According to National Kidney Institute, (2007), Kidney donation by living donors
clearly saves lives, improves transplantation outcomes under some circumstances, and
reduces recipients’ waiting times. But some donors specially the oppressed individuals
(those who are in part of Northern Mindanao) has another motives aside from donating
their kidney they also sell it in exchange for the incentive either cash or special grants
that will be given by the recipient, to make this possible donors personal data will be
falsified and present that they are at least on the 4th degree of consanguinity and this act
is considered immoral by the catholic church.

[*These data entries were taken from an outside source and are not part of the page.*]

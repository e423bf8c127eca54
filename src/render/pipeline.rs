use bytemuck::{Pod, Zeroable};
use wgpu::util::DeviceExt;

use super::instance::{LineVertex, PartInstance};
use super::mesh::{self, Vertex};
use super::DEPTH_FORMAT;

/// Maximum solid instances per frame (parts + props + ground).
pub const MAX_INSTANCES: usize = 256;
/// Maximum debug-line vertices per frame (axes + gizmo).
pub const MAX_LINE_VERTICES: usize = 256;

/// Sphere tessellation.
const SPHERE_STACKS: u16 = 12;
const SPHERE_SECTORS: u16 = 16;

/// Per-viewport camera uniform.
#[repr(C)]
#[derive(Debug, Clone, Copy, Pod, Zeroable)]
pub struct CameraUniform {
    pub view_proj: [[f32; 4]; 4],
}

/// Which camera uniform a draw call binds.
#[derive(Debug, Clone, Copy, PartialEq, Eq)]
#[repr(usize)]
pub enum CameraSlot {
    Outer = 0,
    Inner = 1,
}

/// One indexed mesh on the GPU.
pub struct MeshBuffers {
    pub vertex_buffer: wgpu::Buffer,
    pub index_buffer: wgpu::Buffer,
    pub index_count: u32,
}

impl MeshBuffers {
    fn new(device: &wgpu::Device, label: &str, vertices: &[Vertex], indices: &[u16]) -> Self {
        let vertex_buffer = device.create_buffer_init(&wgpu::util::BufferInitDescriptor {
            label: Some(label),
            contents: bytemuck::cast_slice(vertices),
            usage: wgpu::BufferUsages::VERTEX,
        });
        let index_buffer = device.create_buffer_init(&wgpu::util::BufferInitDescriptor {
            label: Some(label),
            contents: bytemuck::cast_slice(indices),
            usage: wgpu::BufferUsages::INDEX,
        });
        Self {
            vertex_buffer,
            index_buffer,
            index_count: indices.len() as u32,
        }
    }
}

/// GPU resources for the solid scene geometry: shared meshes, the instance
/// buffer, per-camera uniforms, and fill/wireframe pipeline variants.
pub struct ScenePipeline {
    pub fill_pipeline: wgpu::RenderPipeline,
    pub wire_pipeline: wgpu::RenderPipeline,
    pub cube: MeshBuffers,
    pub sphere: MeshBuffers,
    pub instance_buffer: wgpu::Buffer,
    pub camera_buffers: [wgpu::Buffer; 2],
    pub camera_bind_groups: [wgpu::BindGroup; 2],
    pub camera_layout: wgpu::BindGroupLayout,
    pub cube_count: u32,
    pub sphere_count: u32,
}

impl ScenePipeline {
    pub fn new(device: &wgpu::Device, format: wgpu::TextureFormat) -> Self {
        let shader = device.create_shader_module(wgpu::ShaderModuleDescriptor {
            label: Some("scene_shader"),
            source: wgpu::ShaderSource::Wgsl(include_str!("shaders/scene.wgsl").into()),
        });

        let camera_layout = device.create_bind_group_layout(&wgpu::BindGroupLayoutDescriptor {
            label: Some("camera_uniform_layout"),
            entries: &[wgpu::BindGroupLayoutEntry {
                binding: 0,
                visibility: wgpu::ShaderStages::VERTEX,
                ty: wgpu::BindingType::Buffer {
                    ty: wgpu::BufferBindingType::Uniform,
                    has_dynamic_offset: false,
                    min_binding_size: None,
                },
                count: None,
            }],
        });

        let pipeline_layout = device.create_pipeline_layout(&wgpu::PipelineLayoutDescriptor {
            label: Some("scene_pipeline_layout"),
            bind_group_layouts: &[&camera_layout],
            push_constant_ranges: &[],
        });

        // Instance buffer layout (80 bytes: model matrix columns + color).
        let instance_layout = wgpu::VertexBufferLayout {
            array_stride: std::mem::size_of::<PartInstance>() as wgpu::BufferAddress,
            step_mode: wgpu::VertexStepMode::Instance,
            attributes: &[
                wgpu::VertexAttribute {
                    format: wgpu::VertexFormat::Float32x4,
                    offset: 0,
                    shader_location: 2,
                },
                wgpu::VertexAttribute {
                    format: wgpu::VertexFormat::Float32x4,
                    offset: 16,
                    shader_location: 3,
                },
                wgpu::VertexAttribute {
                    format: wgpu::VertexFormat::Float32x4,
                    offset: 32,
                    shader_location: 4,
                },
                wgpu::VertexAttribute {
                    format: wgpu::VertexFormat::Float32x4,
                    offset: 48,
                    shader_location: 5,
                },
                wgpu::VertexAttribute {
                    format: wgpu::VertexFormat::Uint32,
                    offset: 64,
                    shader_location: 6,
                },
            ],
        };

        let make_pipeline = |label: &str, polygon_mode: wgpu::PolygonMode| {
            device.create_render_pipeline(&wgpu::RenderPipelineDescriptor {
                label: Some(label),
                layout: Some(&pipeline_layout),
                vertex: wgpu::VertexState {
                    module: &shader,
                    entry_point: Some("vs_main"),
                    buffers: &[Vertex::layout(), instance_layout.clone()],
                    compilation_options: Default::default(),
                },
                fragment: Some(wgpu::FragmentState {
                    module: &shader,
                    entry_point: Some("fs_main"),
                    targets: &[Some(wgpu::ColorTargetState {
                        format,
                        blend: Some(wgpu::BlendState::REPLACE),
                        write_mask: wgpu::ColorWrites::ALL,
                    })],
                    compilation_options: Default::default(),
                }),
                primitive: wgpu::PrimitiveState {
                    topology: wgpu::PrimitiveTopology::TriangleList,
                    strip_index_format: None,
                    front_face: wgpu::FrontFace::Ccw,
                    cull_mode: Some(wgpu::Face::Back),
                    unclipped_depth: false,
                    polygon_mode,
                    conservative: false,
                },
                depth_stencil: Some(wgpu::DepthStencilState {
                    format: DEPTH_FORMAT,
                    depth_write_enabled: true,
                    depth_compare: wgpu::CompareFunction::Less,
                    stencil: wgpu::StencilState::default(),
                    bias: wgpu::DepthBiasState::default(),
                }),
                multisample: wgpu::MultisampleState::default(),
                multiview: None,
                cache: None,
            })
        };

        let fill_pipeline = make_pipeline("scene_pipeline_fill", wgpu::PolygonMode::Fill);
        let wire_pipeline = make_pipeline("scene_pipeline_wire", wgpu::PolygonMode::Line);

        let (cube_vertices, cube_indices) = mesh::cube();
        let cube = MeshBuffers::new(device, "cube_mesh", &cube_vertices, &cube_indices);
        let (sphere_vertices, sphere_indices) = mesh::sphere(SPHERE_STACKS, SPHERE_SECTORS);
        let sphere = MeshBuffers::new(device, "sphere_mesh", &sphere_vertices, &sphere_indices);

        let instance_buffer = device.create_buffer(&wgpu::BufferDescriptor {
            label: Some("part_instance_buffer"),
            size: (MAX_INSTANCES * std::mem::size_of::<PartInstance>()) as wgpu::BufferAddress,
            usage: wgpu::BufferUsages::VERTEX | wgpu::BufferUsages::COPY_DST,
            mapped_at_creation: false,
        });

        let make_camera = |label: &str| {
            device.create_buffer_init(&wgpu::util::BufferInitDescriptor {
                label: Some(label),
                contents: bytemuck::cast_slice(&[CameraUniform {
                    view_proj: glam::Mat4::IDENTITY.to_cols_array_2d(),
                }]),
                usage: wgpu::BufferUsages::UNIFORM | wgpu::BufferUsages::COPY_DST,
            })
        };
        let camera_buffers = [
            make_camera("outer_camera_uniform"),
            make_camera("inner_camera_uniform"),
        ];
        let camera_bind_groups = [0usize, 1].map(|i| {
            device.create_bind_group(&wgpu::BindGroupDescriptor {
                label: Some("camera_bind_group"),
                layout: &camera_layout,
                entries: &[wgpu::BindGroupEntry {
                    binding: 0,
                    resource: camera_buffers[i].as_entire_binding(),
                }],
            })
        });

        Self {
            fill_pipeline,
            wire_pipeline,
            cube,
            sphere,
            instance_buffer,
            camera_buffers,
            camera_bind_groups,
            camera_layout,
            cube_count: 0,
            sphere_count: 0,
        }
    }

    /// Upload this frame's instances: cubes first, spheres after, so each
    /// mesh draws one contiguous instance range.
    pub fn update_instances(
        &mut self,
        queue: &wgpu::Queue,
        cubes: &[PartInstance],
        spheres: &[PartInstance],
    ) {
        let cube_count = cubes.len().min(MAX_INSTANCES);
        let sphere_count = spheres.len().min(MAX_INSTANCES - cube_count);
        self.cube_count = cube_count as u32;
        self.sphere_count = sphere_count as u32;

        if cube_count > 0 {
            queue.write_buffer(
                &self.instance_buffer,
                0,
                bytemuck::cast_slice(&cubes[..cube_count]),
            );
        }
        if sphere_count > 0 {
            queue.write_buffer(
                &self.instance_buffer,
                (cube_count * std::mem::size_of::<PartInstance>()) as wgpu::BufferAddress,
                bytemuck::cast_slice(&spheres[..sphere_count]),
            );
        }
    }

    /// Update one camera's view-projection matrix.
    pub fn update_camera(&self, queue: &wgpu::Queue, slot: CameraSlot, view_proj: glam::Mat4) {
        queue.write_buffer(
            &self.camera_buffers[slot as usize],
            0,
            bytemuck::cast_slice(&[CameraUniform {
                view_proj: view_proj.to_cols_array_2d(),
            }]),
        );
    }
}

/// Line-list pipeline for the axes and the inner-camera gizmo. Shares the
/// scene pipeline's camera bind groups.
pub struct LinePipeline {
    pub pipeline: wgpu::RenderPipeline,
    pub vertex_buffer: wgpu::Buffer,
    pub num_vertices: u32,
}

impl LinePipeline {
    pub fn new(
        device: &wgpu::Device,
        format: wgpu::TextureFormat,
        camera_layout: &wgpu::BindGroupLayout,
    ) -> Self {
        let shader = device.create_shader_module(wgpu::ShaderModuleDescriptor {
            label: Some("line_shader"),
            source: wgpu::ShaderSource::Wgsl(include_str!("shaders/line.wgsl").into()),
        });

        let pipeline_layout = device.create_pipeline_layout(&wgpu::PipelineLayoutDescriptor {
            label: Some("line_pipeline_layout"),
            bind_group_layouts: &[camera_layout],
            push_constant_ranges: &[],
        });

        let vertex_layout = wgpu::VertexBufferLayout {
            array_stride: std::mem::size_of::<LineVertex>() as wgpu::BufferAddress,
            step_mode: wgpu::VertexStepMode::Vertex,
            attributes: &[
                wgpu::VertexAttribute {
                    format: wgpu::VertexFormat::Float32x3,
                    offset: 0,
                    shader_location: 0,
                },
                wgpu::VertexAttribute {
                    format: wgpu::VertexFormat::Uint32,
                    offset: 12,
                    shader_location: 1,
                },
            ],
        };

        let pipeline = device.create_render_pipeline(&wgpu::RenderPipelineDescriptor {
            label: Some("line_pipeline"),
            layout: Some(&pipeline_layout),
            vertex: wgpu::VertexState {
                module: &shader,
                entry_point: Some("vs_main"),
                buffers: &[vertex_layout],
                compilation_options: Default::default(),
            },
            fragment: Some(wgpu::FragmentState {
                module: &shader,
                entry_point: Some("fs_main"),
                targets: &[Some(wgpu::ColorTargetState {
                    format,
                    blend: Some(wgpu::BlendState::REPLACE),
                    write_mask: wgpu::ColorWrites::ALL,
                })],
                compilation_options: Default::default(),
            }),
            primitive: wgpu::PrimitiveState {
                topology: wgpu::PrimitiveTopology::LineList,
                strip_index_format: None,
                front_face: wgpu::FrontFace::Ccw,
                cull_mode: None,
                unclipped_depth: false,
                polygon_mode: wgpu::PolygonMode::Fill,
                conservative: false,
            },
            depth_stencil: Some(wgpu::DepthStencilState {
                format: DEPTH_FORMAT,
                depth_write_enabled: false,
                depth_compare: wgpu::CompareFunction::Less,
                stencil: wgpu::StencilState::default(),
                bias: wgpu::DepthBiasState::default(),
            }),
            multisample: wgpu::MultisampleState::default(),
            multiview: None,
            cache: None,
        });

        let vertex_buffer = device.create_buffer(&wgpu::BufferDescriptor {
            label: Some("line_vertex_buffer"),
            size: (MAX_LINE_VERTICES * std::mem::size_of::<LineVertex>()) as wgpu::BufferAddress,
            usage: wgpu::BufferUsages::VERTEX | wgpu::BufferUsages::COPY_DST,
            mapped_at_creation: false,
        });

        Self {
            pipeline,
            vertex_buffer,
            num_vertices: 0,
        }
    }

    pub fn update_vertices(&mut self, queue: &wgpu::Queue, vertices: &[LineVertex]) {
        let count = vertices.len().min(MAX_LINE_VERTICES);
        self.num_vertices = count as u32;
        if count > 0 {
            queue.write_buffer(
                &self.vertex_buffer,
                0,
                bytemuck::cast_slice(&vertices[..count]),
            );
        }
    }
}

Saleem, et. al, (2009), organ transplantation has recently drawn attention as a
bioethical issue for robust debate in Pakistan. Emerging concerns intertwined with it
include the burgeoning trend of transplantation, lack of legislation to govern it and
exploitation of human rights. These efforts led to the promulgation of an Ordinance in
2007 to regulate the transplantation of human organs and tissues This ordinance mentions
living donors of at least eighteen years of age. Any close relative can be a donor
according to it but must donate voluntarily and without duress or coercion. Almost 60%
believed that the basic aim of organ donation is to save someone's life. Some people
responded that organ donation can be done out of compassion/sympathy while others
cited monetary benefits as the leading motivation behind organ donation. Still some
others though that organs are donated as a responsibility
Communication
This is a critical element of supporting patients’ families and rendering health care
services, including decisions about kidney donation, particular attention must be paid in
helping nurses develop and improve skills in this area. This step requires more than
didactic sessions. Role playing, feedback on performance, and planned opportunities to
observe expert clinicians in meetings with patients’ families are essential for learning and
will not occur without a well-developed educational plan Numerous factors can act as
barriers to kidney donation. Among the most widely acknowledged are failure on the part
of healthcare professionals to identify potential donors and initiate the referral and
request process and beliefs and attitudes of the families of potential donors. In 2008
American Medical Association Council on Scientific Affairs for physicians’ intended to
address failures on the part of healthcare professionals specially in establishing a
therapeutic communication to persuade potential donors to donate their kidneys. Past
research on communication during donation requests has overwhelmingly been
conducted in settings examining kidney donation. These studies have indicated that
families of potential kidney donors are more likely to consent to kidney donation when
transplant coordinators are specifically trained to provide information and support the
family during the decision-making process.Rodriguez and colleagues conducted
interviews with families after the donation request and found that although most
respondents felt that the requesters were caring and compassionate, those who consented
were more likely to describe the requester in this way and were more likely to report
being satisfied with the request. About 15% of those who declined to donate cited
negative perceptions of the request/donation process as a contributing reason for refusal.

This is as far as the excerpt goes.